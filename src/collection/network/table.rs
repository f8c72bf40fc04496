//! Sources for, and scanning of, the network statistics table.
//!
//! On Linux this is `/proc/net/dev`, which looks like:
//!
//! ```text
//! Inter-|   Receive                                                |  Transmit
//!  face |bytes    packets errs drop fifo frame compressed multicast|bytes    packets errs drop fifo colls carrier compressed
//!     lo:  123456     789    0    0    0     0          0         0   123456     789    0    0    0     0       0          0
//!   eth0: 9876543    4321    0    0    0     0          0         0  1234567    2345    0    0    0     0       0          0
//! ```
//!
//! See <https://www.kernel.org/doc/html/latest/networking/statistics.html>.

use std::{
    fs::File,
    io::{self, BufRead, BufReader, Cursor},
    path::PathBuf,
};

use super::{parse_unsigned, InterfaceStats};

/// The columns between received packets and sent bytes that we don't model
/// (errs, drop, fifo, frame, compressed, multicast).
const SKIPPED_COLUMNS: usize = 6;

/// The number of header lines before the first interface row.
const HEADER_LINES: usize = 2;

/// Something that can hand out the current contents of the statistics table.
pub trait TableSource: Send + Sync {
    /// Opens the table for reading. The returned reader is dropped (and
    /// anything it holds released) once a lookup is done with it.
    fn open(&self) -> io::Result<Box<dyn BufRead + '_>>;
}

/// The statistics table as a file, `/proc/net/dev` by default.
#[derive(Clone, Debug)]
pub struct ProcNetDev {
    path: PathBuf,
}

impl ProcNetDev {
    pub const DEFAULT_PATH: &'static str = "/proc/net/dev";

    pub fn new<P: Into<PathBuf>>(path: P) -> Self {
        Self { path: path.into() }
    }
}

impl Default for ProcNetDev {
    fn default() -> Self {
        Self::new(Self::DEFAULT_PATH)
    }
}

impl TableSource for ProcNetDev {
    fn open(&self) -> io::Result<Box<dyn BufRead + '_>> {
        let file = File::open(&self.path).map_err(|err| {
            io::Error::new(err.kind(), format!("cannot open {}: {err}", self.path.display()))
        })?;

        Ok(Box::new(BufReader::new(file)))
    }
}

/// A fixed table held in memory.
#[derive(Clone, Debug, Default)]
pub struct InMemoryTable {
    contents: String,
}

impl InMemoryTable {
    pub fn new<S: Into<String>>(contents: S) -> Self {
        Self {
            contents: contents.into(),
        }
    }
}

impl TableSource for InMemoryTable {
    fn open(&self) -> io::Result<Box<dyn BufRead + '_>> {
        Ok(Box::new(Cursor::new(self.contents.as_bytes())))
    }
}

/// Only spaces pad and separate fields; the kernel never emits tabs.
#[inline]
fn is_blank(byte: &u8) -> bool {
    *byte == b' '
}

#[inline]
fn skip_blanks(line: &[u8]) -> &[u8] {
    let blanks = line.iter().take_while(|b| is_blank(b)).count();
    &line[blanks..]
}

/// Skips one blank-delimited field, along with the blanks before it.
#[inline]
fn skip_field(line: &[u8]) -> &[u8] {
    let line = skip_blanks(line);
    let field = line.iter().take_while(|b| !is_blank(b)).count();
    &line[field..]
}

/// Parses the next counter, advancing `line` past whatever was consumed.
/// A malformed field just yields a partial (or zero) value.
fn next_counter(line: &mut &[u8]) -> u64 {
    let rest = skip_blanks(line);
    let (value, consumed) = parse_unsigned(rest, 0);
    *line = &rest[consumed..];

    u64::from(value)
}

/// Returns the rest of `line` after `<blanks><interface>:`, or [`None`] if the
/// row is for some other interface. Prefixes don't count, so `eth1` won't
/// match a row for `eth10`.
fn strip_interface<'a>(line: &'a [u8], interface: &[u8]) -> Option<&'a [u8]> {
    skip_blanks(line)
        .strip_prefix(interface)?
        .strip_prefix(b":")
}

/// Decodes the counters from the remainder of a matched row.
///
/// Truncated rows aren't rejected; missing fields read as zero.
fn parse_row(mut line: &[u8]) -> InterfaceStats {
    let received_bytes = next_counter(&mut line);
    let received_packets = next_counter(&mut line);

    for _ in 0..SKIPPED_COLUMNS {
        line = skip_field(line);
    }

    let sent_bytes = next_counter(&mut line);
    let sent_packets = next_counter(&mut line);

    InterfaceStats {
        received_bytes,
        received_packets,
        sent_bytes,
        sent_packets,
        ..Default::default()
    }
}

/// Scans a statistics table for the first row matching `interface`.
///
/// The header lines are discarded; a table that is too short for them is
/// tolerated and simply has no rows. A read error part way through is
/// treated as the end of the table.
pub(crate) fn find_interface(reader: &mut dyn BufRead, interface: &str) -> Option<InterfaceStats> {
    let interface = interface.as_bytes();
    let mut line = Vec::new();

    for _ in 0..HEADER_LINES {
        match reader.read_until(b'\n', &mut line) {
            Ok(0) | Err(_) => {
                log::warn!("the statistics table ended before its header lines did");
                return None;
            }
            Ok(_) => line.clear(),
        }
    }

    // This saves us from doing a string allocation on each iteration compared to
    // `lines()`.
    while let Ok(bytes) = reader.read_until(b'\n', &mut line) {
        if bytes == 0 {
            break;
        }

        if let Some(rest) = strip_interface(&line, interface) {
            return Some(parse_row(rest));
        }

        line.clear();
    }

    None
}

#### WHAT THE TASK ASKS
Reproduce only the lines above, starting at the line with "pub const DEFAULT_PATH: &'static" and ending at the line with "let file = File::open(&self.path).map_err(|err|", exactly as written.

#### RESULT OF THIS TASK
    pub const DEFAULT_PATH: &'static str = "/proc/net/dev";

    pub fn new<P: Into<PathBuf>>(path: P) -> Self {
        Self { path: path.into() }
    }
}

impl Default for ProcNetDev {
    fn default() -> Self {
        Self::new(Self::DEFAULT_PATH)
    }
}

impl TableSource for ProcNetDev {
    fn open(&self) -> io::Result<Box<dyn BufRead + '_>> {
        let file = File::open(&self.path).map_err(|err| {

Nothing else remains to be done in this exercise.